Where the records below reach the line containing "pub fn storage_access_token_env(mut", start transcribing, and end with the line containing "the list of", exactly and with nothing else added.
╭─ INFORMATION GIVEN
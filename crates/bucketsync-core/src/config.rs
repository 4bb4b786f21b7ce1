//! Configuration module for BucketSync.
//!
//! Typed configuration structs that map to the YAML configuration file, with
//! loading, validation, defaults, and a builder for programmatic use.

use std::path::{Path, PathBuf};

use serde::{Deserialize, Serialize};

use crate::domain::acl::PredefinedAcl;
use crate::domain::errors::SyncError;
use crate::domain::policy::UploadPolicy;

/// Default number of parallel upload workers for a tree upload.
pub const DEFAULT_UPLOAD_THREADS: usize = 10;

/// Default environment variable holding a bearer token.
pub const DEFAULT_ACCESS_TOKEN_ENV: &str = "BUCKETSYNC_ACCESS_TOKEN";

/// Default JSON API endpoint.
pub const DEFAULT_ENDPOINT: &str = "https://storage.googleapis.com";

// ---------------------------------------------------------------------------
// Config struct with sub-sections
// ---------------------------------------------------------------------------

/// Top-level configuration for BucketSync.
#[derive(Debug, Clone, Default, Serialize, Deserialize)]
#[serde(default)]
pub struct Config {
    pub transfer: TransferConfig,
    pub storage: StorageConfig,
    pub logging: LoggingConfig,
}

/// Upload and retry settings.
#[derive(Debug, Clone, Serialize, Deserialize)]
#[serde(default)]
pub struct TransferConfig {
    /// Number of parallel workers for tree uploads.
    pub concurrency: usize,
    /// Default upload policy: `always`, `if-new`, or `if-modified`.
    pub upload_if: String,
    /// Attempts per file before it is reported as failed.
    pub max_attempts: u32,
    /// Delay before the first retry; doubles on each further retry.
    pub base_delay_ms: u64,
    /// Canned ACL applied to newly created objects, e.g. `public-read`.
    pub predefined_acl: Option<String>,
}

/// Backend endpoint and credentials.
#[derive(Debug, Clone, Serialize, Deserialize)]
#[serde(default)]
pub struct StorageConfig {
    /// Base URL of the JSON API.
    pub endpoint: String,
    /// File with `key = value` lines holding `gs_access_token`.
    pub credentials_file: Option<PathBuf>,
    /// Environment variable consulted for a bearer token.
    pub access_token_env: String,
    /// Allow unauthenticated requests when no credentials are found.
    pub anonymous: bool,
}

/// Logging / tracing settings.
#[derive(Debug, Clone, Serialize, Deserialize)]
#[serde(default)]
pub struct LoggingConfig {
    /// Log level: `trace`, `debug`, `info`, `warn`, or `error`.
    pub level: String,
}

// ---------------------------------------------------------------------------
// Config::load()
// ---------------------------------------------------------------------------

impl Config {
    /// Load configuration from a YAML file at `path`.
    pub fn load(path: &Path) -> anyhow::Result<Self> {
        let content = std::fs::read_to_string(path)?;
        let config: Config = serde_yaml::from_str(&content)?;
        Ok(config)
    }

    /// Try to load from `path`; fall back to [`Config::default`] on any error.
    pub fn load_or_default(path: &Path) -> Self {
        Self::load(path).unwrap_or_default()
    }

    /// Platform-appropriate default path for the configuration file.
    ///
    /// Typically `$XDG_CONFIG_HOME/bucketsync/config.yaml` on Linux.
    pub fn default_path() -> PathBuf {
        dirs::config_dir()
            .unwrap_or_else(|| PathBuf::from("~/.config"))
            .join("bucketsync")
            .join("config.yaml")
    }

    /// The configured default upload policy.
    pub fn upload_policy(&self) -> Result<UploadPolicy, SyncError> {
        self.transfer.upload_if.parse()
    }

    /// The configured predefined ACL, if any.
    pub fn predefined_acl(&self) -> Result<Option<PredefinedAcl>, SyncError> {
        self.transfer
            .predefined_acl
            .as_deref()
            .map(str::parse)
            .transpose()
    }
}

// ---------------------------------------------------------------------------
// Defaults
// ---------------------------------------------------------------------------

impl Default for TransferConfig {
    fn default() -> Self {
        Self {
            concurrency: DEFAULT_UPLOAD_THREADS,
            upload_if: UploadPolicy::Always.to_string(),
            max_attempts: 5,
            base_delay_ms: 1000,
            predefined_acl: None,
        }
    }
}

impl Default for StorageConfig {
    fn default() -> Self {
        Self {
            endpoint: DEFAULT_ENDPOINT.to_string(),
            credentials_file: None,
            access_token_env: DEFAULT_ACCESS_TOKEN_ENV.to_string(),
            anonymous: false,
        }
    }
}

impl Default for LoggingConfig {
    fn default() -> Self {
        Self {
            level: "info".to_string(),
        }
    }
}

// ---------------------------------------------------------------------------
// Config::validate()
// ---------------------------------------------------------------------------

/// A single validation error found in the configuration.
#[derive(Debug, Clone, PartialEq, Eq)]
pub struct ValidationError {
    /// Dotted path to the offending field, e.g. `"transfer.concurrency"`.
    pub field: String,
    /// Human-readable explanation.
    pub message: String,
}

impl std::fmt::Display for ValidationError {
    fn fmt(&self, f: &mut std::fmt::Formatter<'_>) -> std::fmt::Result {
        write!(f, "{}: {}", self.field, self.message)
    }
}

/// Valid values for `logging.level`.
const VALID_LOG_LEVELS: &[&str] = &["trace", "debug", "info", "warn", "error"];

impl Config {
    /// Validate the configuration and return all errors found.
    ///
    /// An empty vector means the configuration is valid.
    pub fn validate(&self) -> Vec<ValidationError> {
        let mut errors = Vec::new();

        // --- transfer ---
        if self.transfer.concurrency == 0 {
            errors.push(ValidationError {
                field: "transfer.concurrency".into(),
                message: "must be greater than 0".into(),
            });
        }
        if let Err(e) = self.upload_policy() {
            errors.push(ValidationError {
                field: "transfer.upload_if".into(),
                message: format!("{e}; valid options: always, if-new, if-modified"),
            });
        }
        if self.transfer.max_attempts == 0 {
            errors.push(ValidationError {
                field: "transfer.max_attempts".into(),
                message: "must be greater than 0".into(),
            });
        }
        if let Err(e) = self.predefined_acl() {
            let valid: Vec<&str> = PredefinedAcl::ALL.iter().map(|a| a.as_str()).collect();
            errors.push(ValidationError {
                field: "transfer.predefined_acl".into(),
                message: format!("{e}; valid options: {}", valid.join(", ")),
            });
        }

        // --- storage ---
        if !self.storage.endpoint.starts_with("http://")
            && !self.storage.endpoint.starts_with("https://")
        {
            errors.push(ValidationError {
                field: "storage.endpoint".into(),
                message: format!("not an http(s) URL: {}", self.storage.endpoint),
            });
        }
        if let Some(file) = &self.storage.credentials_file {
            let file_str = file.to_string_lossy();
            if !file_str.starts_with('~') && !file.exists() {
                errors.push(ValidationError {
                    field: "storage.credentials_file".into(),
                    message: format!("file does not exist: {}", file.display()),
                });
            }
        }
        if self.storage.access_token_env.is_empty() {
            errors.push(ValidationError {
                field: "storage.access_token_env".into(),
                message: "must not be empty".into(),
            });
        }

        // --- logging ---
        if !VALID_LOG_LEVELS.contains(&self.logging.level.as_str()) {
            errors.push(ValidationError {
                field: "logging.level".into(),
                message: format!(
                    "invalid level '{}'; valid options: {}",
                    self.logging.level,
                    VALID_LOG_LEVELS.join(", ")
                ),
            });
        }

        errors
    }
}

// ---------------------------------------------------------------------------
// ConfigBuilder
// ---------------------------------------------------------------------------

/// Builder for constructing a [`Config`] programmatically.
///
/// Starts from [`Config::default`] and allows selective overrides.
///
/// # Example
///
/// ```rust,no_run
/// use bucketsync_core::config::ConfigBuilder;
///
/// let config = ConfigBuilder::new()
///     .transfer_concurrency(4)
///     .transfer_upload_if("if-modified")
///     .logging_level("debug")
///     .build();
/// ```
#[derive(Debug, Clone)]
pub struct ConfigBuilder {
    config: Config,
}

impl ConfigBuilder {
    /// Create a new builder initialised with [`Config::default`] values.
    pub fn new() -> Self {
        Self {
            config: Config::default(),
        }
    }

    // --- transfer ---

    pub fn transfer_concurrency(mut self, n: usize) -> Self {
        self.config.transfer.concurrency = n;
        self
    }

    pub fn transfer_upload_if(mut self, policy: impl Into<String>) -> Self {
        self.config.transfer.upload_if = policy.into();
        self
    }

    pub fn transfer_max_attempts(mut self, n: u32) -> Self {
        self.config.transfer.max_attempts = n;
        self
    }

    pub fn transfer_base_delay_ms(mut self, ms: u64) -> Self {
        self.config.transfer.base_delay_ms = ms;
        self
    }

    pub fn transfer_predefined_acl(mut self, acl: impl Into<String>) -> Self {
        self.config.transfer.predefined_acl = Some(acl.into());
        self
    }

    // --- storage ---

    pub fn storage_endpoint(mut self, endpoint: impl Into<String>) -> Self {
        self.config.storage.endpoint = endpoint.into();
        self
    }

    pub fn storage_credentials_file(mut self, file: PathBuf) -> Self {
        self.config.storage.credentials_file = Some(file);
        self
    }

    pub fn storage_access_token_env(mut self, var: impl Into<String>) -> Self {
        self.config.storage.access_token_env = var.into();
        self
    }

    pub fn storage_anonymous(mut self, anonymous: bool) -> Self {
        self.config.storage.anonymous = anonymous;
        self
    }

    // --- logging ---

    pub fn logging_level(mut self, level: impl Into<String>) -> Self {
        self.config.logging.level = level.into();
        self
    }

    // --- build ---

    /// Consume the builder and return the finished [`Config`].
    pub fn build(self) -> Config {
        self.config
    }

    /// Build and validate in one step. Returns `Err` with the list of
    /// validation errors if the configuration is invalid.
    pub fn build_validated(self) -> Result<Config, Vec<ValidationError>> {
        let config = self.build();
        let errors = config.validate();
        if errors.is_empty() {
            Ok(config)
        } else {
            Err(errors)
        }
    }
}

impl Default for ConfigBuilder {
    fn default() -> Self {
        Self::new()
    }
}
//! Rm command - Delete one object

use anyhow::Result;
use clap::Args;
use tracing::info;

use bucketsync_core::domain::ObjectAddress;

use crate::context::AppContext;
use crate::output::{get_formatter, OutputFormat};

#[derive(Debug, Args)]
pub struct RmCommand {
    /// Object to delete, `gs://bucket/path`
    pub target: ObjectAddress,
}

impl RmCommand {
    pub async fn execute(&self, ctx: &AppContext, format: OutputFormat) -> Result<()> {
        let formatter = get_formatter(format);
        ctx.objects().delete(&self.target).await?;
        info!(target = %self.target, "Object deleted");

        if format.is_json() {
            formatter.print_json(&serde_json::json!({
                "deleted": self.target.to_string(),
            }));
        } else {
            formatter.success(&format!("Deleted {}", self.target));
        }
        Ok(())
    }
}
╰─
WRITTEN RESPONSE:
    pub fn storage_access_token_env(mut self, var: impl Into<String>) -> Self {
        self.config.storage.access_token_env = var.into();
        self
    }

    pub fn storage_anonymous(mut self, anonymous: bool) -> Self {
        self.config.storage.anonymous = anonymous;
        self
    }

    // --- logging ---

    pub fn logging_level(mut self, level: impl Into<String>) -> Self {
        self.config.logging.level = level.into();
        self
    }

    // --- build ---

    /// Consume the builder and return the finished [`Config`].
    pub fn build(self) -> Config {
        self.config
    }

    /// Build and validate in one step. Returns `Err` with the list of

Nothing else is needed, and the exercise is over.